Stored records

□ □ □ □

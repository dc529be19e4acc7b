#[cfg(test)]
mod tests {
    use mest::db::db::Db;
    use mest::db::shift_store::SqliteStore;
    use mest::libs::error::EntryError;
    use mest::libs::ledger::{DowntimeInput, MaintenanceInput, ShiftLedger, Span};
    use mest::libs::record::{MaintenanceRecord, ShiftRecord};
    use mest::libs::shift::{ProcessId, Shift};
    use mest::libs::view::{maintenance_rows, RowKind};
    use tempfile::TempDir;
    use test_context::{test_context, TestContext};

    struct LedgerTestContext {
        _temp_dir: TempDir,
        ledger: ShiftLedger<SqliteStore>,
        process: ProcessId,
    }

    impl TestContext for LedgerTestContext {
        fn setup() -> Self {
            let temp_dir = tempfile::tempdir().unwrap();
            let conn = Db::open(temp_dir.path().join("mest.db")).unwrap().shared();
            LedgerTestContext {
                _temp_dir: temp_dir,
                ledger: ShiftLedger::new(SqliteStore::with_connection(conn)),
                process: ProcessId::new("P1"),
            }
        }
    }

    #[test_context(LedgerTestContext)]
    #[test]
    fn test_shift_switch_keeps_partitions(ctx: &mut LedgerTestContext) {
        let record = ctx
            .ledger
            .add_maintenance(&ctx.process, Shift::A, MaintenanceInput::new(Span::range("08:00", "08:30"), "clean"))
            .unwrap();
        assert_eq!(record.duration_minutes, Some(30));

        assert!(ctx.ledger.maintenance(&ctx.process, Shift::B).unwrap().is_empty());
        assert_eq!(ctx.ledger.summary(&ctx.process, Shift::B).unwrap().remaining_minutes, 480);

        let back = ctx.ledger.maintenance(&ctx.process, Shift::A).unwrap();
        assert_eq!(back, vec![record]);
        assert_eq!(back[0].description, "08:00~08:30 clean");
    }

    #[test_context(LedgerTestContext)]
    #[test]
    fn test_addenda_roll_into_group_total(ctx: &mut LedgerTestContext) {
        let p = &ctx.process;
        ctx.ledger.add_maintenance(p, Shift::A, MaintenanceInput::new(Span::Minutes(3), "a")).unwrap();
        ctx.ledger.add_maintenance(p, Shift::A, MaintenanceInput::new(Span::Minutes(4), "b")).unwrap();
        let primary = ctx.ledger.add_maintenance(p, Shift::A, MaintenanceInput::new(Span::Minutes(10), "c")).unwrap();
        ctx.ledger
            .add_addendum(p, Shift::A, primary.id, MaintenanceInput::new(Span::Minutes(5), "c+"))
            .unwrap();
        ctx.ledger
            .add_addendum(p, Shift::A, primary.id, MaintenanceInput::new(Span::range("09:00", "09:07"), "c++"))
            .unwrap();

        let groups = ctx.ledger.groups(p, Shift::A, 0).unwrap();
        let group = groups.iter().find(|g| g.primary.id == primary.id).unwrap();
        assert_eq!(group.addenda.len(), 2);
        assert_eq!(group.minutes, 22);

        assert_eq!(ctx.ledger.summary(p, Shift::A).unwrap().maintenance_minutes, 3 + 4 + 22);
    }

    #[test_context(LedgerTestContext)]
    #[test]
    fn test_summary_combines_kinds(ctx: &mut LedgerTestContext) {
        let p = &ctx.process;
        ctx.ledger
            .add_maintenance(p, Shift::C, MaintenanceInput::new(Span::range("23:30", "00:10"), "night").block(1))
            .unwrap();
        ctx.ledger
            .add_maintenance(p, Shift::C, MaintenanceInput::new(Span::Minutes(25), "day"))
            .unwrap();
        ctx.ledger
            .add_downtime(p, Shift::C, DowntimeInput::new(Span::range("10:00", "10:15"), "jam"))
            .unwrap();

        let summary = ctx.ledger.summary(p, Shift::C).unwrap();
        assert_eq!(summary.maintenance_minutes, 65);
        assert_eq!(summary.downtime_minutes, 15);
        assert_eq!(summary.operating_minutes, 0);
        assert_eq!(summary.remaining_minutes, 400);
    }

    #[test_context(LedgerTestContext)]
    #[test]
    fn test_overbooked_shift_clamps_remaining(ctx: &mut LedgerTestContext) {
        let p = &ctx.process;
        ctx.ledger.add_maintenance(p, Shift::A, MaintenanceInput::new(Span::Minutes(500), "overhaul")).unwrap();
        ctx.ledger.add_downtime(p, Shift::A, DowntimeInput::new(Span::Minutes(50), "power")).unwrap();

        let summary = ctx.ledger.summary(p, Shift::A).unwrap();
        assert_eq!(summary.remaining_minutes, 0);
        assert!(summary.maintenance_percent() > 100.0);
    }

    #[test_context(LedgerTestContext)]
    #[test]
    fn test_oversized_group_saturates(ctx: &mut LedgerTestContext) {
        let p = &ctx.process;
        let primary = ctx.ledger.add_maintenance(p, Shift::A, MaintenanceInput::new(Span::Minutes(u32::MAX), "rebuild")).unwrap();
        ctx.ledger
            .add_addendum(p, Shift::A, primary.id, MaintenanceInput::new(Span::Minutes(1), "rebuild+"))
            .unwrap();

        let groups = ctx.ledger.groups(p, Shift::A, 0).unwrap();
        assert_eq!(groups[0].minutes, u32::MAX);

        let summary = ctx.ledger.summary(p, Shift::A).unwrap();
        assert_eq!(summary.maintenance_minutes, u32::MAX);
        assert_eq!(summary.remaining_minutes, 0);
    }

    #[test_context(LedgerTestContext)]
    #[test]
    fn test_rejected_entries_leave_lists_alone(ctx: &mut LedgerTestContext) {
        let p = &ctx.process;
        let err = ctx
            .ledger
            .add_maintenance(p, Shift::A, MaintenanceInput::new(Span::range("24:00", "08:00"), "x"))
            .unwrap_err();
        assert!(matches!(
            err.downcast_ref::<EntryError>(),
            Some(EntryError::InvalidTimeFormat { field: "start", .. })
        ));

        let err = ctx.ledger.delete_downtime_at(p, Shift::A, 0).unwrap_err();
        assert_eq!(err.downcast_ref::<EntryError>(), Some(&EntryError::IndexOutOfRange { index: 0, len: 0 }));

        assert!(ctx.ledger.maintenance(p, Shift::A).unwrap().is_empty());
        assert!(ctx.ledger.downtime(p, Shift::A).unwrap().is_empty());
    }

    #[test_context(LedgerTestContext)]
    #[test]
    fn test_deleted_primary_leaves_orphans_uncounted(ctx: &mut LedgerTestContext) {
        let p = &ctx.process;
        let primary = ctx.ledger.add_maintenance(p, Shift::B, MaintenanceInput::new(Span::Minutes(10), "a")).unwrap();
        let addendum = ctx
            .ledger
            .add_addendum(p, Shift::B, primary.id, MaintenanceInput::new(Span::Minutes(5), "b"))
            .unwrap();

        let left = ctx.ledger.delete_maintenance(p, Shift::B, primary.id).unwrap();
        assert_eq!(left.len(), 1);
        assert_eq!(left[0].id, addendum.id);
        assert_eq!(left[0].minutes(), 5);

        assert_eq!(ctx.ledger.summary(p, Shift::B).unwrap().maintenance_minutes, 0);
        assert!(ctx.ledger.groups(p, Shift::B, 0).unwrap().is_empty());
    }

    #[test_context(LedgerTestContext)]
    #[test]
    fn test_block_listing_index_deletes_shown_record(ctx: &mut LedgerTestContext) {
        let p = &ctx.process;
        ctx.ledger.add_maintenance(p, Shift::A, MaintenanceInput::new(Span::Minutes(10), "first")).unwrap();
        let second = ctx
            .ledger
            .add_maintenance(p, Shift::A, MaintenanceInput::new(Span::Minutes(20), "second").block(1))
            .unwrap();

        let list = ctx.ledger.maintenance(p, Shift::A).unwrap();
        let rows = maintenance_rows(&list, Some(1));
        assert_eq!(rows.len(), 1);
        assert_eq!(rows[0].record.id, second.id);
        assert_eq!(rows[0].position, 1);
        assert_eq!(rows[0].kind, RowKind::Primary { group_minutes: 20 });

        let left = ctx.ledger.delete_maintenance_at(p, Shift::A, rows[0].position).unwrap();
        assert_eq!(left.len(), 1);
        assert_eq!(left[0].description, "first");
    }

    #[test_context(LedgerTestContext)]
    #[test]
    fn test_block_listing_keeps_its_own_orphans(ctx: &mut LedgerTestContext) {
        let p = &ctx.process;
        let primary = ctx
            .ledger
            .add_maintenance(p, Shift::A, MaintenanceInput::new(Span::Minutes(10), "a").block(2))
            .unwrap();
        ctx.ledger
            .add_addendum(p, Shift::A, primary.id, MaintenanceInput::new(Span::Minutes(5), "a+"))
            .unwrap();
        ctx.ledger.add_maintenance(p, Shift::A, MaintenanceInput::new(Span::Minutes(7), "b")).unwrap();
        ctx.ledger.delete_maintenance(p, Shift::A, primary.id).unwrap();

        let list = ctx.ledger.maintenance(p, Shift::A).unwrap();
        let block_two = maintenance_rows(&list, Some(2));
        assert_eq!(block_two.len(), 1);
        assert_eq!(block_two[0].kind, RowKind::Orphan);
        assert_eq!(block_two[0].position, 0);

        let block_zero = maintenance_rows(&list, Some(0));
        assert_eq!(block_zero.len(), 1);
        assert_eq!(block_zero[0].position, 1);
        assert_eq!(maintenance_rows(&list, None).len(), 2);
    }

    #[test_context(LedgerTestContext)]
    #[test]
    fn test_ids_resolve_by_prefix(ctx: &mut LedgerTestContext) {
        let p = &ctx.process;
        let record = ctx.ledger.add_maintenance(p, Shift::A, MaintenanceInput::new(Span::Minutes(8), "a")).unwrap();

        let resolved = ctx.ledger.resolve::<MaintenanceRecord>(p, Shift::A, &record.id.short()).unwrap();
        assert_eq!(resolved, record.id);

        let err = ctx.ledger.resolve::<MaintenanceRecord>(p, Shift::B, &record.id.short()).unwrap_err();
        assert!(matches!(err.downcast_ref::<EntryError>(), Some(EntryError::RecordNotFound(_))));
    }
}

□ □ □ □

Only a number is wanted: how many lines above include "rebuild"?

● Written solution
2